Collected data entries:
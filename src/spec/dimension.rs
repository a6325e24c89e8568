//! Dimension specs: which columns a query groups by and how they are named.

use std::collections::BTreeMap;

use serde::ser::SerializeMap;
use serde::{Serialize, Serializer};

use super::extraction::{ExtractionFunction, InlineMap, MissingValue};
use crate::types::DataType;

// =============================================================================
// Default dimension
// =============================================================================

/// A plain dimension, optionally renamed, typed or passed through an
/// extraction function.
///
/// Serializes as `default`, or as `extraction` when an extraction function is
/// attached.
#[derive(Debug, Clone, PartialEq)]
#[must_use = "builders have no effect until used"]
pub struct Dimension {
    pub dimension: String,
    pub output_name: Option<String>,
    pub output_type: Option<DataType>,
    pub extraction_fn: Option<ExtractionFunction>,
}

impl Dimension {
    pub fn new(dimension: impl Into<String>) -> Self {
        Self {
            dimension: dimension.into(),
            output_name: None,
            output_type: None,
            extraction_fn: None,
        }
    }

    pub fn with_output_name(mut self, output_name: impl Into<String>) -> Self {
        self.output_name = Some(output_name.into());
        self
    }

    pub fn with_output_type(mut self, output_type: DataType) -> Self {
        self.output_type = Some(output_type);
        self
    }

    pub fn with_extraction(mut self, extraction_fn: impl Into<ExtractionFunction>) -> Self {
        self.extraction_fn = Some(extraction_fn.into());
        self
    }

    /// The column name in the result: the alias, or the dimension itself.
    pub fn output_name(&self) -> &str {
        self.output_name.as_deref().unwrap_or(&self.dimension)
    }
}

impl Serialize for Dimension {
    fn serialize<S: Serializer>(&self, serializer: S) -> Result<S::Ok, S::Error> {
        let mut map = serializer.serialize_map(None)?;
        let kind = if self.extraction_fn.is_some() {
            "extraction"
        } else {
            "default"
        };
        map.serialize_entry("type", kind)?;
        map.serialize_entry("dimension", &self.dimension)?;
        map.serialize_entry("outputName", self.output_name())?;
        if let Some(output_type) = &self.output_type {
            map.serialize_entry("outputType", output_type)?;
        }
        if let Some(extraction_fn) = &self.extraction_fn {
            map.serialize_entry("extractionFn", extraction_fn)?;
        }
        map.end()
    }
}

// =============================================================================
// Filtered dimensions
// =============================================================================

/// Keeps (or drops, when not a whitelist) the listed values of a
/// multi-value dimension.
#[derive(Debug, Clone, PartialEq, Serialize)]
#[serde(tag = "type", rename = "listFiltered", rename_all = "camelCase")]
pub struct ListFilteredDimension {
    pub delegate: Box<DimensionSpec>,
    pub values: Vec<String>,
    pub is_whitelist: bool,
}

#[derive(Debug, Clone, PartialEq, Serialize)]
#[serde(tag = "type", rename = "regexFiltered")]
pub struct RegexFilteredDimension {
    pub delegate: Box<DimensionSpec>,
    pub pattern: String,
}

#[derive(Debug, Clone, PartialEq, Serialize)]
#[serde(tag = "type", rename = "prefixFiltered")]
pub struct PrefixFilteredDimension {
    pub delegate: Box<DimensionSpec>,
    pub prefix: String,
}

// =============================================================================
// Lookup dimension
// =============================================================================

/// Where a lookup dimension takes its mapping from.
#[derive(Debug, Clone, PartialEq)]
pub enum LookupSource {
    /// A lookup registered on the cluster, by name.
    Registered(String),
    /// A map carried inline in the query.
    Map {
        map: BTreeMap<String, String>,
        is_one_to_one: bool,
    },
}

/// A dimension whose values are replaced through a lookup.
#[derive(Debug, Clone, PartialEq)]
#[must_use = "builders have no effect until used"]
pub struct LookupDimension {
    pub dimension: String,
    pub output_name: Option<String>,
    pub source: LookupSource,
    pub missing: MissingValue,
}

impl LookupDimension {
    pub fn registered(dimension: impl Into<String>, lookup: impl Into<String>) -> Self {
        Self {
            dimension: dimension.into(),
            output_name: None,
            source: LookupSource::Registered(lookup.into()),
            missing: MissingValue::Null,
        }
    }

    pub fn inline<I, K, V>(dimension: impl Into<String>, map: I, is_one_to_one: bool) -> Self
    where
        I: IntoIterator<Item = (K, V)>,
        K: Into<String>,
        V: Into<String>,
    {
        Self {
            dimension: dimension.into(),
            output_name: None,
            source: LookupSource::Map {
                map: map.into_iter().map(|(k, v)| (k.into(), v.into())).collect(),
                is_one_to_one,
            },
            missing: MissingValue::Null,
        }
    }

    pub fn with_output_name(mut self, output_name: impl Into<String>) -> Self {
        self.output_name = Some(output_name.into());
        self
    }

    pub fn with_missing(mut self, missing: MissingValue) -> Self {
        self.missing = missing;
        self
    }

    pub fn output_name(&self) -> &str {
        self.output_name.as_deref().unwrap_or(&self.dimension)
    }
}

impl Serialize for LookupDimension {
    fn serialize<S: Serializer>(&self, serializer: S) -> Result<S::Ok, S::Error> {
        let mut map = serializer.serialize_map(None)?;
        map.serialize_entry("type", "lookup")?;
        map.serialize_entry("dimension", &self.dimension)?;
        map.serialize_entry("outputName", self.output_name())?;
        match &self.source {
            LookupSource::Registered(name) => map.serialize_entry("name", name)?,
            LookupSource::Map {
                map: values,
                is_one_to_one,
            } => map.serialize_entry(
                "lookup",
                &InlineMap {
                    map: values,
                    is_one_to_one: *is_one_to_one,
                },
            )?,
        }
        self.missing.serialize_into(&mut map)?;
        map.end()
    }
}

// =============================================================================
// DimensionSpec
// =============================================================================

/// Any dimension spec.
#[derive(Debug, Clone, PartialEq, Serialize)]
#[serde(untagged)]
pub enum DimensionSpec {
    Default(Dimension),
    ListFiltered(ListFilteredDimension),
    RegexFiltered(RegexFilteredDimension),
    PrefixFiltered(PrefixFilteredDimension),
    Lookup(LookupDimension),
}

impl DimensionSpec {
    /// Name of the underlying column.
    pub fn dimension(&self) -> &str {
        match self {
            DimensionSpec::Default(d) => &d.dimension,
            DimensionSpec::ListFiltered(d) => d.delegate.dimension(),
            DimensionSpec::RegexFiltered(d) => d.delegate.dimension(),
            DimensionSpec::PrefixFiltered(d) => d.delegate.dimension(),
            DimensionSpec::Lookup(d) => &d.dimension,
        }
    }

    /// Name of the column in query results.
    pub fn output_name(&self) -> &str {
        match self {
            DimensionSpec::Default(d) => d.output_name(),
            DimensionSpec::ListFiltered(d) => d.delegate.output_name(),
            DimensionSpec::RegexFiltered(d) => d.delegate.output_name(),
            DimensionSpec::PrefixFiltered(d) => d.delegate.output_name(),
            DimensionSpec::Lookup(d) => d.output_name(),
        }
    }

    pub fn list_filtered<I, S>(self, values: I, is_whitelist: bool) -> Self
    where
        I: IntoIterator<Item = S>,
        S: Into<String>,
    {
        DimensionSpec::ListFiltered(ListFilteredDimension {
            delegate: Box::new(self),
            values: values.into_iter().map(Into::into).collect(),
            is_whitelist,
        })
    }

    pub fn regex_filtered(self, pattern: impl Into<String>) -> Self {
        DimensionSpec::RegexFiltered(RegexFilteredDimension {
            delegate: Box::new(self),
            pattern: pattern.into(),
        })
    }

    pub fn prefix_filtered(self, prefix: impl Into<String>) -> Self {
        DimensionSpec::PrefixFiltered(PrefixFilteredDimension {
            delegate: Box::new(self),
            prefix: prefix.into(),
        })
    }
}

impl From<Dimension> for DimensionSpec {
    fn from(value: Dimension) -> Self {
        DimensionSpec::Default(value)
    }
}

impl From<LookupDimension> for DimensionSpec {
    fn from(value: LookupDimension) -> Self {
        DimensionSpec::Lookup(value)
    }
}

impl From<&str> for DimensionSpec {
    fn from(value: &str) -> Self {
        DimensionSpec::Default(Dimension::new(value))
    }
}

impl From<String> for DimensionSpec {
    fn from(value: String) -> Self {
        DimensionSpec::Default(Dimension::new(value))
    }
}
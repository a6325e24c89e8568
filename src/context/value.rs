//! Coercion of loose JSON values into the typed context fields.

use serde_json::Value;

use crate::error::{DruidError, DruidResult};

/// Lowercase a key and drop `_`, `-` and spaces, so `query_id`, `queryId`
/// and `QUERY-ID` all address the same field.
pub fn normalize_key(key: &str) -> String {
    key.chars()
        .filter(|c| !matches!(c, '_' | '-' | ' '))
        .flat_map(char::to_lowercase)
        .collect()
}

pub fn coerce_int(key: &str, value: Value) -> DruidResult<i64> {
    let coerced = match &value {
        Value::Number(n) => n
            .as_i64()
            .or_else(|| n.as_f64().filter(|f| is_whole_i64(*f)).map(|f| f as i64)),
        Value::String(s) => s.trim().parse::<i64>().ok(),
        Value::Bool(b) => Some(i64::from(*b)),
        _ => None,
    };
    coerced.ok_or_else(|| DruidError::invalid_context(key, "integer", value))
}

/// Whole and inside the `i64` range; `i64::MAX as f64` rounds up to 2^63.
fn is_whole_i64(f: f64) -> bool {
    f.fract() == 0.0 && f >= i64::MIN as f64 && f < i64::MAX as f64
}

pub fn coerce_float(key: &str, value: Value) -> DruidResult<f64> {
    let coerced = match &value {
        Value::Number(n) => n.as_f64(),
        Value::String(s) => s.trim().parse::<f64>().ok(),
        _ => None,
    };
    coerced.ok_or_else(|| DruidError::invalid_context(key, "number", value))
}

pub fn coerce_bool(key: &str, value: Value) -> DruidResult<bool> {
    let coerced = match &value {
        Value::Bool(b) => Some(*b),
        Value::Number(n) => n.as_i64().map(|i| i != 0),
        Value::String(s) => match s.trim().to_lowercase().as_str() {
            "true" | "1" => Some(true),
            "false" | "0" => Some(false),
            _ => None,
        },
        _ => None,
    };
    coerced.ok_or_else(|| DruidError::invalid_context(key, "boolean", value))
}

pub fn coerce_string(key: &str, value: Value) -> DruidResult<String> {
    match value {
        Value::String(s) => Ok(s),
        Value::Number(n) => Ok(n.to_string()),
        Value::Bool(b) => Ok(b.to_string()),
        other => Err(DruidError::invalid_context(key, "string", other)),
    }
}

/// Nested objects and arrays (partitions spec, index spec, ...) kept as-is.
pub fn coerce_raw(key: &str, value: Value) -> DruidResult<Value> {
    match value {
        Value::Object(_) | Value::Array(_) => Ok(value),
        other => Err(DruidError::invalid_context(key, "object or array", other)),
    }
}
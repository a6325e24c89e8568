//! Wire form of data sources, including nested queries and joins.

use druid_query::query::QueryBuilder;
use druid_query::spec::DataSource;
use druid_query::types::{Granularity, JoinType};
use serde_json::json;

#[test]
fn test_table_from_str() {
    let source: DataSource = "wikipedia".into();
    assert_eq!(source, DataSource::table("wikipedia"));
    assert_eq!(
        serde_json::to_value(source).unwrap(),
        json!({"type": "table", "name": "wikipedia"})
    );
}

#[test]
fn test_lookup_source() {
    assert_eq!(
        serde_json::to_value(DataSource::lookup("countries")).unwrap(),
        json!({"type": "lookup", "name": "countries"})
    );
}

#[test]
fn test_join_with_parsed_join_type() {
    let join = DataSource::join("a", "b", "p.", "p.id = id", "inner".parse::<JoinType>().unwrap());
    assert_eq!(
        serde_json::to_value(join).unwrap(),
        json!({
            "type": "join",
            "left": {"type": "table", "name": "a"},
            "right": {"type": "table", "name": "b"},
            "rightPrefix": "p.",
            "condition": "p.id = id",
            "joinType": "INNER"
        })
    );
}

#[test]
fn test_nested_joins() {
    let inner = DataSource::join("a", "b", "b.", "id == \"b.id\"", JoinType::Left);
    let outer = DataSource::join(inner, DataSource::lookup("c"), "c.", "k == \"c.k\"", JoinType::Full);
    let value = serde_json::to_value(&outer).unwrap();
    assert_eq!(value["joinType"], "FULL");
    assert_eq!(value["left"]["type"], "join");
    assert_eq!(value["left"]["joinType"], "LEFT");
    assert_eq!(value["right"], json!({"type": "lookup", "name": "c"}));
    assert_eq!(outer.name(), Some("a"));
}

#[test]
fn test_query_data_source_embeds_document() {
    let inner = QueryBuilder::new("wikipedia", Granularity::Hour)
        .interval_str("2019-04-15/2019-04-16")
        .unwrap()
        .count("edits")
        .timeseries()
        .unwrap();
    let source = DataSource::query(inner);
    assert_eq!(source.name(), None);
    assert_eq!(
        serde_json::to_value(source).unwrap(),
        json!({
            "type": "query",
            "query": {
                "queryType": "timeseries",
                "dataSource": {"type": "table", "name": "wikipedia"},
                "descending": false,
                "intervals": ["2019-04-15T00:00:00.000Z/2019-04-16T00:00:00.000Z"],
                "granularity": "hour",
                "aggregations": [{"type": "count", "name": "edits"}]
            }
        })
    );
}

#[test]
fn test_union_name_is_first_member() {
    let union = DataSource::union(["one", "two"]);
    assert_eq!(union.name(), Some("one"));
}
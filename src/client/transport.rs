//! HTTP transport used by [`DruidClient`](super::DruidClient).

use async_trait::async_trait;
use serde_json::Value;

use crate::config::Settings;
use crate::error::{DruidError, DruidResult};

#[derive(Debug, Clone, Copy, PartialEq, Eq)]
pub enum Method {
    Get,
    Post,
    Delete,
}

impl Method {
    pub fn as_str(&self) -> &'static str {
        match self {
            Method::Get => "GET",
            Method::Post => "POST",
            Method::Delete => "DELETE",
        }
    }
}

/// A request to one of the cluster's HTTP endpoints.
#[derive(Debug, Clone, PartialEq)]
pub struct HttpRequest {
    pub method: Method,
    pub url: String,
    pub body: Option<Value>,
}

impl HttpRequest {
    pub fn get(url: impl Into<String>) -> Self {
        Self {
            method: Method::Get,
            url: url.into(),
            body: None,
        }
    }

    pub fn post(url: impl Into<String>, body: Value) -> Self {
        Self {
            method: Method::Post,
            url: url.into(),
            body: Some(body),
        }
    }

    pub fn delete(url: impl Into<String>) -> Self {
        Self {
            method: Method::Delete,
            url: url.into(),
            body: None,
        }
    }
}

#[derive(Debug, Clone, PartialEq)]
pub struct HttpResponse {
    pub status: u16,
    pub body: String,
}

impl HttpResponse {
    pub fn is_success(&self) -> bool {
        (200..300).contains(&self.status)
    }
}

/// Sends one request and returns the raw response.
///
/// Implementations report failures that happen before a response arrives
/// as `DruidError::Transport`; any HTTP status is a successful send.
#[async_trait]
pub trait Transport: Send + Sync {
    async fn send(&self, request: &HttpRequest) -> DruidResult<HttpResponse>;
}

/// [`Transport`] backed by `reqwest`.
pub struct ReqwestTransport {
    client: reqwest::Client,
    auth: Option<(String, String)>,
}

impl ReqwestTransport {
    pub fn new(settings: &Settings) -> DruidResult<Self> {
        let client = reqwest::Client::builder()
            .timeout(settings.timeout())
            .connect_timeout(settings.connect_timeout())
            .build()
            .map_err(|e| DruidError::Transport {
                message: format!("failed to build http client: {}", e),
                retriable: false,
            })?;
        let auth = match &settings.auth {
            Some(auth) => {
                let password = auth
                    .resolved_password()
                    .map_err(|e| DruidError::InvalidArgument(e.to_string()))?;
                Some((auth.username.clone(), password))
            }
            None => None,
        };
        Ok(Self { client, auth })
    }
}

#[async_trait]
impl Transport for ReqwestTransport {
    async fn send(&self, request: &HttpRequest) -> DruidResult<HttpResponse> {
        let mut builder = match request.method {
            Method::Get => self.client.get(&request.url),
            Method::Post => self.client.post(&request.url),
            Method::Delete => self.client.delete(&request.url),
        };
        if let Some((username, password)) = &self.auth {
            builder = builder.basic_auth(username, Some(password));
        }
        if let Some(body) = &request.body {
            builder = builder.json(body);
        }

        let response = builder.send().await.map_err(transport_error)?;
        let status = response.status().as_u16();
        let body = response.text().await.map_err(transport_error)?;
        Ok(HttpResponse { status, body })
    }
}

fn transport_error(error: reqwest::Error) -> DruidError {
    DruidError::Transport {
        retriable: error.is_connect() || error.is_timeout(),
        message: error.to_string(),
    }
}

TASK DESCRIPTION |
Starting at the line that has "if let Some(output_type)" in the records above, restate word for word every line until the one that has "values of a", and include that one as well.

OUTPUT FOR THIS TASK |
        if let Some(output_type) = &self.output_type {
            map.serialize_entry("outputType", output_type)?;
        }
        if let Some(extraction_fn) = &self.extraction_fn {
            map.serialize_entry("extractionFn", extraction_fn)?;
        }
        map.end()
    }
}

// =============================================================================
// Filtered dimensions
// =============================================================================

/// Keeps (or drops, when not a whitelist) the listed values of a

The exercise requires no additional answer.